Looking at each line of the data below, tally those that contain the word "crate" and give only the total.

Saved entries
--- START ---
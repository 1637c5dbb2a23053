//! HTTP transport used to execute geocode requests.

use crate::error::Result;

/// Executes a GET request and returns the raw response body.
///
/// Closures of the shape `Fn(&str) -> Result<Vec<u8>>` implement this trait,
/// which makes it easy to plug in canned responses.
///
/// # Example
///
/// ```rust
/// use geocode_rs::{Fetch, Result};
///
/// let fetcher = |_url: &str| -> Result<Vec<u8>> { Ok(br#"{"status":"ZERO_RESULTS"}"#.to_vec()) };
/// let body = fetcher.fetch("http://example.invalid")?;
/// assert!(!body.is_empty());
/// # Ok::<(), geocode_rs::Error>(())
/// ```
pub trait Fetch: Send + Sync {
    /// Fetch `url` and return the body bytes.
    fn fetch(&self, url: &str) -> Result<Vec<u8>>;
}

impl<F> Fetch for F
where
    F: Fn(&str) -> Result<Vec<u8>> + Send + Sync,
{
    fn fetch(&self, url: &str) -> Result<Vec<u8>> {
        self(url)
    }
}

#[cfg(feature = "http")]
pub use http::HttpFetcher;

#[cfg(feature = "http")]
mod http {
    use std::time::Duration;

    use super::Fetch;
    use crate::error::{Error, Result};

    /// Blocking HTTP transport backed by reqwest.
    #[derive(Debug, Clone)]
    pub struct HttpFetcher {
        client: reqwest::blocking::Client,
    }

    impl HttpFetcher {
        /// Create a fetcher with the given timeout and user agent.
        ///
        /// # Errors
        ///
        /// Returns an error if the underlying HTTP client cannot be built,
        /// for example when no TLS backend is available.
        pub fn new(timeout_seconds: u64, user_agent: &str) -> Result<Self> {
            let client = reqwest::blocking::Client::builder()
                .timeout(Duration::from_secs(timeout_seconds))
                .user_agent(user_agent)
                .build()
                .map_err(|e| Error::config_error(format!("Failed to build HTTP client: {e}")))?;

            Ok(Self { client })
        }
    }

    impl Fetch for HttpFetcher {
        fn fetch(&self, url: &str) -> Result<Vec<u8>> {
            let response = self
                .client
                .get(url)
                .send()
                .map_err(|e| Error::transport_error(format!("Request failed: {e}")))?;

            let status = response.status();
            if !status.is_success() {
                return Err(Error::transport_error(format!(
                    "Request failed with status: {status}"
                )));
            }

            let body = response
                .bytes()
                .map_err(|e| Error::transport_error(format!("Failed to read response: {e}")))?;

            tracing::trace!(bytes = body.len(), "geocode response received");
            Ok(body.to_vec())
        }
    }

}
--- END ---
_COMPLETED TASK:_ 2